I’d always prided myself in my kind heart. That even with many mistakes and awkward interactions, my underlying intention was always good. I was always doing what I thought was best for everyone involved. No matter how big I fucked up, I had no regrets of conscience, just funny stories of mishaps to share with friends over some chicken wings. But now, the same couldn’t easily be said. I have lied too many times, been too “tactful” too many times to claim that white yang for myself.
But do I regret it? No. Because after all the self-blame and self-pity I could utter, I began to realize. Being purely Yang, was just a naive interpretation of the world. Even though I was hopeful, back then, I failed to see the negative in me, in people and in events, and in so doing, hurt myself and others because I couldn’t see the truth in our nature, couldn’t accept their faults, and thus was unable to appreciate them for what they really were.
But the experience of being purely Yin was also unfair. Too many people were scrutinized and wrongly convicted of bad intentions. And the most unfair victim was probably myself. I became depleted of hope, of energy, of vitality. Friendship, love, happiness, kindness, became more of an equation of loss and gain, rather than a natural part of life. I started to close myself in. Nothing is fun or exciting anymore, just another business deal to calculate and settle. I hated whom I’ve become, yet can’t seem to have any energy to change back to who I was. I was for the first time, ashamed of my inner self, of my manipulative mind yet I couldn’t seem to stop it.

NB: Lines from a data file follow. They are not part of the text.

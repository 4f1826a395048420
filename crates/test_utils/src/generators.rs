//! Property-Based Test Generators
//!
//! Provides proptest strategies for generating random test data
//! that maintains domain invariants.

use chrono::{DateTime, Duration, NaiveDate, NaiveTime, TimeZone, Utc};
use core_kernel::{Currency, CustomerId, InvoiceId, Money, OrderId, PartyId};
use proptest::prelude::*;

/// Strategy for generating valid Currency values
pub fn currency_strategy() -> impl Strategy<Value = Currency> {
    prop_oneof![
        Just(Currency::AUD),
        Just(Currency::NZD),
        Just(Currency::USD),
        Just(Currency::EUR),
        Just(Currency::GBP),
    ]
}

/// Strategy for generating positive amounts in minor units
pub fn positive_amount_minor_strategy() -> impl Strategy<Value = i64> {
    1i64..100_000_000i64
}

/// Strategy for generating non-negative amounts in minor units
pub fn amount_minor_strategy() -> impl Strategy<Value = i64> {
    0i64..100_000_000i64
}

/// Strategy for generating valid Money values with positive amounts
pub fn positive_money_strategy() -> impl Strategy<Value = Money> {
    (positive_amount_minor_strategy(), currency_strategy())
        .prop_map(|(amount, currency)| Money::from_minor(amount, currency))
}

/// Strategy for generating valid Money values (zero allowed)
pub fn money_strategy() -> impl Strategy<Value = Money> {
    (amount_minor_strategy(), currency_strategy())
        .prop_map(|(amount, currency)| Money::from_minor(amount, currency))
}

/// Strategy for generating valid AUD Money values
pub fn aud_money_strategy() -> impl Strategy<Value = Money> {
    positive_amount_minor_strategy().prop_map(|amount| Money::from_minor(amount, Currency::AUD))
}

/// Strategy for generating deposit percentages (0% to 100%)
pub fn deposit_percent_strategy() -> impl Strategy<Value = u8> {
    0u8..=100u8
}

/// Strategy for generating bookable guest counts (1 to 500)
pub fn guest_count_strategy() -> impl Strategy<Value = u32> {
    1u32..=500u32
}

/// Strategy for generating valid child ages (1 to 17)
pub fn child_age_strategy() -> impl Strategy<Value = u8> {
    1u8..18u8
}

/// Strategy for generating party dates within 2025
pub fn party_date_strategy() -> impl Strategy<Value = NaiveDate> {
    (0i64..365i64)
        .prop_map(|days| NaiveDate::from_ymd_opt(2025, 1, 1).unwrap() + Duration::days(days))
}

/// Strategy for generating party start times on the half hour (08:00 to 17:30)
pub fn start_time_strategy() -> impl Strategy<Value = NaiveTime> {
    (8u32..18u32, prop_oneof![Just(0u32), Just(30u32)])
        .prop_map(|(hour, minute)| NaiveTime::from_hms_opt(hour, minute, 0).unwrap())
}

/// Strategy for generating valid timestamps within 2025
pub fn timestamp_2025_strategy() -> impl Strategy<Value = DateTime<Utc>> {
    (0i64..365i64)
        .prop_map(|days| Utc.with_ymd_and_hms(2025, 1, 1, 0, 0, 0).unwrap() + Duration::days(days))
}

/// Strategy for generating OrderId
pub fn order_id_strategy() -> impl Strategy<Value = OrderId> {
    any::<[u8; 16]>().prop_map(|bytes| OrderId::from_uuid(uuid::Uuid::from_bytes(bytes)))
}

/// Strategy for generating PartyId
pub fn party_id_strategy() -> impl Strategy<Value = PartyId> {
    any::<[u8; 16]>().prop_map(|bytes| PartyId::from_uuid(uuid::Uuid::from_bytes(bytes)))
}

/// Strategy for generating CustomerId
pub fn customer_id_strategy() -> impl Strategy<Value = CustomerId> {
    any::<[u8; 16]>().prop_map(|bytes| CustomerId::from_uuid(uuid::Uuid::from_bytes(bytes)))
}

/// Strategy for generating InvoiceId
pub fn invoice_id_strategy() -> impl Strategy<Value = InvoiceId> {
    any::<[u8; 16]>().prop_map(|bytes| InvoiceId::from_uuid(uuid::Uuid::from_bytes(bytes)))
}

/// Strategy for generating catalog package identifiers
pub fn package_id_strategy() -> impl Strategy<Value = String> {
    prop_oneof![
        Just("pkg_superhero".to_string()),
        Just("pkg_princess".to_string()),
        Just("pkg_dinosaur".to_string()),
    ]
}

/// Strategy for generating catalog activity identifiers
pub fn activity_id_strategy() -> impl Strategy<Value = String> {
    prop_oneof![
        Just("act_face_painting".to_string()),
        Just("act_magic_show".to_string()),
        Just("act_balloon_art".to_string()),
    ]
}

/// Strategy for generating valid email addresses
pub fn email_strategy() -> impl Strategy<Value = String> {
    ("[a-z]{5,10}", "[a-z]{3,8}").prop_map(|(local, domain)| format!("{}@{}.com", local, domain))
}

/// Strategy for generating Australian mobile numbers
pub fn phone_strategy() -> impl Strategy<Value = String> {
    (10u32..100u32, 100u32..1000u32, 100u32..1000u32)
        .prop_map(|(a, b, c)| format!("+61 4{:02} {:03} {:03}", a, b, c))
}

/// Strategy for generating names
pub fn name_strategy() -> impl Strategy<Value = String> {
    "[A-Z][a-z]{2,10}".prop_map(|s| s)
}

Then I realized… There is good in bad people. There is bad in good people. There is good in me. There is bad in me. What is important is, which one do I fight for? Which one do I align myself to?
Being good doesn’t always guarantee you’re treated well. That’s the biggest lesson I’ve learned from all this heartache and burnt bridges. Being kind doesn’t always mean people won’t take advantage of you. But you do it anyway, because that’s the only way you can keep yourself sane, to keep your conscience, to keep your faith in the humanity that is in yourself. For without this hope, this belief and commitment to kindness, to honesty, to understanding, I was living in an increasingly hollowed mind, ready to just finish it all off because there is nothing else for me to live for.

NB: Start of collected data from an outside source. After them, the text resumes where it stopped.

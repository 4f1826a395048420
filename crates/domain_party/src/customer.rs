//! Customer entity and contact details
//!
//! Customers are keyed by normalized email. Intake resolves the customer by
//! email and either creates a new row or reuses the existing one, bumping
//! the aggregate stats. Nothing else in the system writes to customers.

use chrono::{DateTime, NaiveDate, Utc};
use serde::{Deserialize, Serialize};
use validator::Validate;

use core_kernel::{Currency, CustomerId, Money};

use crate::error::PartyError;

/// Normalizes an email for use as the customer natural key
pub fn normalize_email(raw: &str) -> String {
    raw.trim().to_lowercase()
}

/// Contact details captured with every booking
#[derive(Debug, Clone, Serialize, Deserialize, Validate)]
#[serde(rename_all = "camelCase")]
pub struct ContactInfo {
    #[validate(length(min = 1, message = "Parent name is required"))]
    pub parent_name: String,
    #[validate(email(message = "A valid email is required"))]
    pub parent_email: String,
    #[validate(length(min = 1, message = "Parent phone is required"))]
    pub parent_phone: String,
    #[validate(length(min = 1, message = "Emergency contact is required"))]
    pub emergency_contact: String,
}

/// The paying customer
///
/// `email` is the unique natural key, stored normalized. The aggregate stats
/// are denormalized booking counters maintained by intake.
#[derive(Debug, Clone, Serialize, Deserialize)]
pub struct Customer {
    /// Unique customer identifier
    pub id: CustomerId,
    /// Normalized email, unique across all customers
    pub email: String,
    /// Display name
    pub name: String,
    /// Contact phone number
    pub phone: String,
    /// Number of bookings this customer has made
    pub total_booked: u32,
    /// Sum of order totals across all bookings
    pub total_spent: Money,
    /// Date of the most recent event booked
    pub last_event_date: Option<NaiveDate>,
    /// When this customer was created
    pub created_at: DateTime<Utc>,
    /// When this customer was last updated
    pub updated_at: DateTime<Utc>,
}

impl Customer {
    /// Creates a new customer with zeroed aggregates
    pub fn new(
        email: &str,
        name: impl Into<String>,
        phone: impl Into<String>,
        currency: Currency,
        now: DateTime<Utc>,
    ) -> Self {
        Self {
            id: CustomerId::new(),
            email: normalize_email(email),
            name: name.into(),
            phone: phone.into(),
            total_booked: 0,
            total_spent: Money::zero(currency),
            last_event_date: None,
            created_at: now,
            updated_at: now,
        }
    }

    /// Records a booking against this customer's aggregates
    ///
    /// Increments the booking count, adds the order total to lifetime spend,
    /// and advances `last_event_date` if the new event is later.
    ///
    /// # Errors
    ///
    /// Returns a financial error if the order total is in a different
    /// currency to previous bookings.
    pub fn record_booking(
        &mut self,
        order_total: Money,
        event_date: NaiveDate,
        now: DateTime<Utc>,
    ) -> Result<(), PartyError> {
        self.total_spent = self
            .total_spent
            .checked_add(&order_total)
            .map_err(|e| PartyError::Financial(e.to_string()))?;
        self.total_booked += 1;
        self.last_event_date = match self.last_event_date {
            Some(existing) if existing >= event_date => Some(existing),
            _ => Some(event_date),
        };
        self.updated_at = now;
        Ok(())
    }
}

#[cfg(test)]
mod tests {
    use super::*;

    #[test]
    fn test_normalize_email() {
        assert_eq!(normalize_email("  Kim.Parker@Example.COM "), "kim.parker@example.com");
    }

    #[test]
    fn test_new_customer_has_zeroed_aggregates() {
        let customer = Customer::new(
            "Kim@example.com",
            "Kim Parker",
            "0400 123 456",
            Currency::AUD,
            Utc::now(),
        );
        assert_eq!(customer.email, "kim@example.com");
        assert_eq!(customer.total_booked, 0);
        assert!(customer.total_spent.is_zero());
        assert!(customer.last_event_date.is_none());
    }

    #[test]
    fn test_record_booking_increments_aggregates() {
        let mut customer = Customer::new(
            "kim@example.com",
            "Kim Parker",
            "0400 123 456",
            Currency::AUD,
            Utc::now(),
        );
        let july = NaiveDate::from_ymd_opt(2025, 7, 19).unwrap();
        let june = NaiveDate::from_ymd_opt(2025, 6, 2).unwrap();

        customer
            .record_booking(Money::from_minor(450_000, Currency::AUD), july, Utc::now())
            .unwrap();
        customer
            .record_booking(Money::from_minor(120_000, Currency::AUD), june, Utc::now())
            .unwrap();

        assert_eq!(customer.total_booked, 2);
        assert_eq!(
            customer.total_spent,
            Money::from_minor(570_000, Currency::AUD)
        );
        // The earlier June booking does not move last_event_date backwards
        assert_eq!(customer.last_event_date, Some(july));
    }

    #[test]
    fn test_record_booking_rejects_currency_mismatch() {
        let mut customer = Customer::new(
            "kim@example.com",
            "Kim Parker",
            "0400 123 456",
            Currency::AUD,
            Utc::now(),
        );
        let result = customer.record_booking(
            Money::from_minor(10_000, Currency::USD),
            NaiveDate::from_ymd_opt(2025, 7, 19).unwrap(),
            Utc::now(),
        );
        assert!(matches!(result, Err(PartyError::Financial(_))));
        assert_eq!(customer.total_booked, 0);
    }

    #[test]
    fn test_contact_info_validation() {
        let valid = ContactInfo {
            parent_name: "Kim Parker".to_string(),
            parent_email: "kim@example.com".to_string(),
            parent_phone: "0400 123 456".to_string(),
            emergency_contact: "Sam Parker 0400 999 888".to_string(),
        };
        assert!(valid.validate().is_ok());

        let bad_email = ContactInfo {
            parent_email: "not-an-email".to_string(),
            ..valid
        };
        assert!(bad_email.validate().is_err());
    }
}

But of course, I’ve learned to draw my boundaries. To make sure I’m well taken cared of, before sharing the rest with the world. The kindness, honesty and understanding I’m living for are to be applied first and foremost to myself. When the cup is full, it overflows to the rest of the world.
Now I realize I don’t need the world to treat me nicely. I treat myself and others how I’d like to be treated. That’s it. People can treat me how they like. They can still take advantage of me. They can still be inconsiderate. To fool me however they like. I will stay kind. I will stay hopeful. I will stay open because I deserve a mind that is kind, hopeful and open. As long as I have these, I can live on, even happily. It is 100 times better to have kindness in your heart while losing, than to win yet with a blackened heart.
I now give people leave to go on with their mindless, selfish ways but they will see sooner or later that though they may win the deal, the black ink will soon seep, blackening their heart and lungs and move all the way into their lips. And when they do realize, I hope they will at least ask for help because I will be happy to lend a hand not because they deserve it, but because I deserve to be kind.
Maybe I’m not making it clear. Heck, it took me almost two years to put this much word on this excruciatingly impactful experience. And I expect I’ll still need a few more years to observe and try to verbalize it to its fullest extent. But the good thing is, at least I’m writing this now, posting this now, not out of any ulterior motive to reinforce my online brand, or to win over anything. I’m writing it because I feel like it and that’s that.